Piagam itu bertujuan memberikan jaminan
keamanan dan keselamatan berbagai pihak di dalam wilayah Jerusalem yang baru
saja diambil alih oleh pasukan Umar. Untuk mengatasi gejolak yang biasanya
muncul di dalam masyarakat transisi, Umar ibn Khattab membuat Piagam Aelia.
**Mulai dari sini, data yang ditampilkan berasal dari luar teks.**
//! # Svcroute
//!
//! The message router that lets svcrun processes reach each other's public
//! services. Every process keeps one connection to the router; the router
//! assigns it a cookie, brokers stub and proxy registrations between
//! cookies, and forwards service frames by their target cookie.
//!
//! ## Architecture
//!
//! - `registry::ServiceRegistry` pairs stubs with proxies across cookies and
//!   says who must be told.
//! - `server::RouterServer` owns the connections and the registry, and turns
//!   socket loss into unregister notices for the other side.

pub mod registry;
pub mod server;

pub use registry::Notice;
pub use registry::ServiceRegistry;
pub use server::RouterServer;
Piagam ini sangat efektif untuk membuat
masyarakat pluralis Palestina lebih tenang karena pengambilalihan kota ini
dari Kerajaan Romawi lebih dirasakan masyarakat sebagai 'pembebasan' (futuhat) ketimbang sebagai penaklukan,
apalagi penjajahan. Aelia nama lain dari Jerusalem, lengkapnya Aelia
Capitolina, diambil dari nama kuil Dewi Aelia yang dibangun di atas Kuil
Solomon, setelah kota itu dikuasai Kristen Byzantium. Pasukan tentara Arab
muslim yang dipimpin Khalifah Umar ibn Khattab bisa dipandang sebagai
pembebasan umat Kristen lokal di sana, yang dikuasai penguasa Kristen
Romawi-Byzantium karena dianggap tidak sesuai dengan ajaran-ajaran mereka.
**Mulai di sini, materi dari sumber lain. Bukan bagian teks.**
//! Router connection settings, read from TOML.
//!
//! ```toml
//! [router]
//! enabled = true
//! host = "127.0.0.1"
//! port = 8181
//! reconnect_ms = 500
//! ```

use std::path::Path;
use std::path::PathBuf;
use std::time::Duration;

use serde::Deserialize;
use serde::Serialize;

#[derive(Debug, Clone, Default, Serialize, Deserialize)]
pub struct Config {
    #[serde(default)]
    pub router: RouterConfig,
}

impl Config {
    pub fn from_file(path: &Path) -> Result<Self, ConfigError> {
        let content = std::fs::read_to_string(path)
            .map_err(|e| ConfigError::Io { path: path.to_path_buf(), message: e.to_string() })?;
        Self::parse(&content)
    }

    pub fn parse(content: &str) -> Result<Self, ConfigError> {
        toml::from_str(content).map_err(|e| ConfigError::Parse { message: e.to_string() })
    }
}

#[derive(Debug, Clone, PartialEq, Eq, Serialize, Deserialize)]
pub struct RouterConfig {
    #[serde(default = "default_enabled")]
    pub enabled: bool,
    #[serde(default = "default_host")]
    pub host: String,
    #[serde(default = "default_port")]
    pub port: u16,
    #[serde(default = "default_reconnect_ms")]
    pub reconnect_ms: u64,
}

impl Default for RouterConfig {
    fn default() -> Self {
        Self {
            enabled: default_enabled(),
            host: default_host(),
            port: default_port(),
            reconnect_ms: default_reconnect_ms(),
        }
    }
}

impl RouterConfig {
    pub fn reconnect_interval(&self) -> Duration {
        Duration::from_millis(self.reconnect_ms)
    }
}

fn default_enabled() -> bool {
    true
}

fn default_host() -> String {
    "127.0.0.1".to_string()
}

fn default_port() -> u16 {
    8181
}

fn default_reconnect_ms() -> u64 {
    500
}

#[derive(Debug, Clone, PartialEq, Eq)]
pub enum ConfigError {
    Io { path: PathBuf, message: String },
    Parse { message: String },
}

impl std::fmt::Display for ConfigError {
    fn fmt(&self, f: &mut std::fmt::Formatter<'_>) -> std::fmt::Result {
        match self {
            Self::Io { path, message } => write!(f, "Failed to read config file {}: {}", path.display(), message),
            Self::Parse { message } => write!(f, "Failed to parse config: {}", message),
        }
    }
}

impl std::error::Error for ConfigError {}

#[cfg(test)]
mod tests {
    use super::*;

    #[test]
    fn test_defaults() {
        let config = Config::default();
        assert!(config.router.enabled);
        assert_eq!(config.router.host, "127.0.0.1");
        assert_eq!(config.router.port, 8181);
        assert_eq!(config.router.reconnect_interval(), Duration::from_millis(500));
    }

    #[test]
    fn test_partial_section_keeps_defaults() {
        let config = Config::parse("[router]\nport = 9000\n").unwrap();
        assert_eq!(config.router.port, 9000);
        assert_eq!(config.router.host, "127.0.0.1");
        assert!(config.router.enabled);
    }

    #[test]
    fn test_empty_file_is_default() {
        assert_eq!(Config::parse("").unwrap().router, RouterConfig::default());
    }

    #[test]
    fn test_bad_type_is_parse_error() {
        assert!(matches!(Config::parse("[router]\nport = \"x\"\n"), Err(ConfigError::Parse { .. })));
    }

    #[test]
    fn test_missing_file_is_io_error() {
        let err = Config::from_file(Path::new("/nonexistent/router.toml")).unwrap_err();
        assert!(matches!(err, ConfigError::Io { .. }));
    }
}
Kristen lokal di Aelia tidak mengakui hasil
Konsili Kalsedon, yang dihasilkan Kristen Roma-Byzantium. Pada saat bersamaan
Kristen lokal Aelia juga membenci kaum Yahudi dan Kuil Solomon mereka
dijadikan tempat pembuangan sampah. Perjanjian Aelia memberikan jaminan
eksistensi terhadap tiga agama dominan sebelumnya, yaitu Yahudi, Kristen
lokal, Kristen Orthodox Romawi-Byzantium, dan tentu saja ditambah dengan
Islam.
Melalui Piagam Aelia, Khalifah Umar
mendamaikan antara Kristen lokal dan Kristen Romawi-Byzantium, minoritas
Yahudi di Kota Jerusalem, dan agama Islam yang baru datang di wilayah itu.
Dengan demikian, Piagam Aelia mendamaikan empat komponen agama penting di
wilayah itu, yakni Kristen lokal, Kristen Romawi-Byzantium, Yahudi, dan
Islam.
Sungguh hebat Piagam Aelia ini diukur dalam
konteks masyarakat modern. Piagam Aelia merupakan wujud konkret kelanjutan
masyarakat madani (civil society),
yang pernah digagas dan dicontohkan Nabi Muhammad SAW kemudian
diaktualisasikan Umar Ibn Khattab di beberapa kota.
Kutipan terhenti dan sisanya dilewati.